The referrer→referree graph is high-cardinality, mutable (refunds void credits), and tied to reward payouts. It is an operational data store, not a product-analytics signal. Respectlytics's role is the rate of redemptions as a product-engagement signal; the graph is your referral system's job.
The Flutter SDK is pure Dart. No MethodChannel, no platform-specific iOS or Android plugin code. The same code runs on every platform Flutter supports — including web and desktop targets. This eliminates one common audit surface ("what's the Android implementation doing?").
Always initialize after WidgetsFlutterBinding.ensureInitialized() and before runApp(). If you skip the binding step, the configure call will throw on platforms that need a binding for asynchronous I/O. The SDK documentation example uses this pattern by default.
⇋How this compares to other analytics SDKs
| Referral redemption event | Firebase Analytics | Mixpanel | Respectlytics |
|---|---|---|---|
| Referral code stored | Common | Common | Rejected by API |
| Referrer user ID stored | Yes | Yes | Never |
| Referree user ID stored | Yes | Yes | Never |
| Reward amount stored | Recommended | Recommended | Out of scope |
| Redemption *rate* by country / platform | Yes | Yes | Yes |
❓Frequently asked questions
How do we know who referred whom without storing the graph?

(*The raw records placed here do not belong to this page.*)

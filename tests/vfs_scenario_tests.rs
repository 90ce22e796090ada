mod common;

use std::sync::Arc;

use common::{RecordingSync, TestDrive};
use drivefuse::vfs::{ConflictKind, FsError, ROOT_ID};
use fuser::FileType;

/// mkdir A, create A/b.txt, write "hello", read it back
#[test]
fn test_create_write_read_in_new_folder() {
    let drive = TestDrive::new();
    let sync = Arc::new(RecordingSync::default());
    let adapter = drive.adapter(sync.clone());

    let a = adapter.make_directory(ROOT_ID, "A").unwrap();
    let b = adapter.create(a.id, "b.txt").unwrap();
    assert_eq!(adapter.write(b.id, 0, b"hello").unwrap(), 5);

    let node = adapter.lookup(a.id, "b.txt").unwrap();
    assert_eq!(node.id, b.id);
    assert_eq!(adapter.attributes(&node).size, 5);
    assert_eq!(adapter.read(&node, 0, 5).unwrap(), b"hello");
    assert_eq!(adapter.read(&node, 1, 100).unwrap(), b"ello");

    assert_eq!(*sync.dirty.lock().unwrap(), vec![b.id]);
    assert!(sync.fetches.lock().unwrap().is_empty());
}

#[test]
fn test_listing_reports_kinds() {
    let drive = TestDrive::new();
    let adapter = drive.adapter(Arc::new(RecordingSync::default()));

    let folder = adapter.make_directory(ROOT_ID, "docs").unwrap();
    let file = adapter.create(ROOT_ID, "notes.txt").unwrap();

    let entries: Vec<_> = adapter.read_directory(ROOT_ID).unwrap().collect();
    assert_eq!(entries.len(), 2);
    let docs = entries.iter().find(|e| e.name == "docs").unwrap();
    assert_eq!(docs.id, folder.id);
    assert_eq!(docs.kind, FileType::Directory);
    let notes = entries.iter().find(|e| e.name == "notes.txt").unwrap();
    assert_eq!(notes.id, file.id);
    assert_eq!(notes.kind, FileType::RegularFile);

    assert_eq!(adapter.read_directory(folder.id).unwrap().count(), 0);
}

#[test]
fn test_rename_keeps_content_and_identity() {
    let drive = TestDrive::new();
    let adapter = drive.adapter(Arc::new(RecordingSync::default()));

    let src = adapter.make_directory(ROOT_ID, "src").unwrap();
    let dst = adapter.make_directory(ROOT_ID, "dst").unwrap();
    let file = adapter.create(src.id, "a.txt").unwrap();
    adapter.write(file.id, 0, b"payload").unwrap();

    adapter.rename(src.id, "a.txt", dst.id, "b.txt").unwrap();

    assert_eq!(adapter.lookup(src.id, "a.txt"), Err(FsError::NotFound));
    let moved = adapter.lookup(dst.id, "b.txt").unwrap();
    assert_eq!(moved.id, file.id);
    assert_eq!(adapter.read(&moved, 0, 64).unwrap(), b"payload");
}

#[test]
fn test_folder_cannot_move_into_itself() {
    let drive = TestDrive::new();
    let adapter = drive.adapter(Arc::new(RecordingSync::default()));

    let outer = adapter.make_directory(ROOT_ID, "outer").unwrap();
    let inner = adapter.make_directory(outer.id, "inner").unwrap();

    assert_eq!(
        adapter.rename(ROOT_ID, "outer", inner.id, "loop"),
        Err(FsError::Conflict(ConflictKind::InvalidMove))
    );
    assert_eq!(adapter.lookup(ROOT_ID, "outer").unwrap().id, outer.id);
}

#[test]
fn test_remove_non_empty_folder_fails() {
    let drive = TestDrive::new();
    let adapter = drive.adapter(Arc::new(RecordingSync::default()));

    let dir = adapter.make_directory(ROOT_ID, "full").unwrap();
    adapter.create(dir.id, "keep.txt").unwrap();

    assert_eq!(
        adapter.remove(ROOT_ID, "full", true),
        Err(FsError::Conflict(ConflictKind::NotEmpty))
    );

    adapter.remove(dir.id, "keep.txt", false).unwrap();
    adapter.remove(ROOT_ID, "full", true).unwrap();
    assert_eq!(adapter.lookup(ROOT_ID, "full"), Err(FsError::NotFound));
}

#[test]
fn test_reserved_names_are_invisible() {
    let drive = TestDrive::new();
    let adapter = drive.adapter(Arc::new(RecordingSync::default()));

    for name in [".DS_Store", "._.", ".hidden", "mach_kernel", "Backups.backupdb"] {
        assert_eq!(adapter.lookup(ROOT_ID, name), Err(FsError::NotFound));
        assert!(adapter.is_reserved(name), "{} should be reserved", name);
    }
    assert!(!adapter.is_reserved("report.pdf"));
}

#[test]
fn test_truncate_and_extend() {
    let drive = TestDrive::new();
    let adapter = drive.adapter(Arc::new(RecordingSync::default()));

    let file = adapter.create(ROOT_ID, "grow.bin").unwrap();
    adapter.write(file.id, 0, b"abcdef").unwrap();

    let shrunk = adapter.truncate(file.id, 3).unwrap();
    assert_eq!(shrunk.size(), 3);
    assert_eq!(adapter.read(&shrunk, 0, 10).unwrap(), b"abc");

    let grown = adapter.truncate(file.id, 5).unwrap();
    assert_eq!(adapter.read(&grown, 0, 10).unwrap(), b"abc\0\0");
}

#[test]
fn test_local_changes_survive_restart() {
    let mut drive = TestDrive::new();
    let id = {
        let adapter = drive.adapter(Arc::new(RecordingSync::default()));
        let dir = adapter.make_directory(ROOT_ID, "kept").unwrap();
        let file = adapter.create(dir.id, "draft.md").unwrap();
        adapter.write(file.id, 0, b"# draft").unwrap();
        file.id
    };
    drive.meta.save().unwrap();
    drive.reopen();

    let adapter = drive.adapter(Arc::new(RecordingSync::default()));
    let dir = adapter.lookup(ROOT_ID, "kept").unwrap();
    let file = adapter.lookup(dir.id, "draft.md").unwrap();
    assert_eq!(file.id, id);
    assert!(file.content().unwrap().dirty);
    assert_eq!(adapter.read(&file, 0, 64).unwrap(), b"# draft");
}
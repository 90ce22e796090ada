pub mod config;
pub mod mount;
pub mod unmount;

pub use config::handle_config_command;
pub use mount::run_mount;
pub use unmount::run_unmount;

use crate::cli::Args;
use crate::config::{expand_tilde, get_data_dir, get_default_remote_dir, load_config, Config};
use crate::error::Result;
use std::path::PathBuf;

/// Command line flags merged over the config file.
#[derive(Debug, Clone)]
pub struct Context {
    pub data_dir: PathBuf,
    pub config: Config,
    pub mount_point: PathBuf,
    pub remote_root: PathBuf,
}

impl Context {
    pub fn resolve(args: &Args) -> Result<Self> {
        let data_dir = get_data_dir(args.datadir.as_deref())?;
        let config = load_config(&data_dir)?;

        let mount_point = match &args.mountpoint {
            Some(path) => expand_tilde(&path.to_string_lossy()),
            None => expand_tilde(&config.get_mount_point()),
        };
        let remote_root = match (&args.remote, &config.remote.root) {
            (Some(path), _) => expand_tilde(&path.to_string_lossy()),
            (None, Some(root)) => expand_tilde(root),
            (None, None) => get_default_remote_dir(&data_dir),
        };

        Ok(Context {
            data_dir,
            config,
            mount_point,
            remote_root,
        })
    }
}

#[cfg(test)]
mod tests {
    use super::*;
    use clap::Parser;

    #[test]
    fn test_flags_override_config() {
        let dir = tempfile::tempdir().unwrap();
        let data_dir = dir.path().join("data");
        let mut config = Config::default();
        config.mount_point = Some("/from/config".to_string());
        config.remote.root = Some("/remote/from/config".to_string());
        crate::config::save_config(&data_dir, &config).unwrap();

        let args = Args::parse_from([
            "drivefuse",
            "--datadir",
            data_dir.to_str().unwrap(),
            "--mountpoint",
            "/from/flag",
        ]);
        let ctx = Context::resolve(&args).unwrap();

        assert_eq!(ctx.data_dir, data_dir);
        assert_eq!(ctx.mount_point, PathBuf::from("/from/flag"));
        assert_eq!(ctx.remote_root, PathBuf::from("/remote/from/config"));
    }

    #[test]
    fn test_remote_defaults_into_data_dir() {
        let dir = tempfile::tempdir().unwrap();
        let args = Args::parse_from(["drivefuse", "--datadir", dir.path().to_str().unwrap()]);
        let ctx = Context::resolve(&args).unwrap();
        assert_eq!(ctx.remote_root, dir.path().join("remote"));
    }
}
//! Mounting, serving and tearing down the filesystem.

pub mod controller;
mod fuse;

pub use controller::{termination_signal, MountController, MountState, ShutdownOutcome};
pub use fuse::FuseSubstrate;

use crate::error::Result;
use std::path::Path;

/// The OS facility that attaches a filesystem to a directory.
///
/// `mount` and `unmount` must be callable from any thread while another
/// thread is blocked in `serve`.
pub trait MountSubstrate: Send + Sync + 'static {
    type Fs: Send + 'static;
    type Session: Send + 'static;

    fn mount(&self, path: &Path, fs: Self::Fs) -> Result<Self::Session>;

    /// Dispatch kernel requests until the filesystem is unmounted.
    fn serve(&self, session: Self::Session) -> Result<()>;

    fn unmount(&self, path: &Path) -> Result<()>;
}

Your referral backend stores the referrer-referree relationship — that's its job, with the credit-attribution logic that drives reward payouts. Respectlytics tells you whether the redeem-step is working at the aggregate level; the per-user graph is a referral-backend concern.
Can we still compute viral coefficient (k-factor)?
From your referral backend, yes — count of redemptions per referrer over a window is exactly what your backend has. Respectlytics tells you the redemption rate (sessions emitting referral_redeem over sessions emitting referral_code_entered); k-factor is a different question, answered by a different system.
Should we differentiate redemption reasons (organic vs paid)?
If you have a small fixed set of campaign types, distinct event names: referral_redeem_organic, referral_redeem_paid_campaign_a. For high-cardinality campaign IDs, your referral backend's reporting is the right tool.
What if the redemption fails (invalid code, expired)?
Distinct event name: referral_redeem_failed. The rate of failures relative to attempts is a UX signal — high failure rates often indicate copy-paste issues or expired-link problems.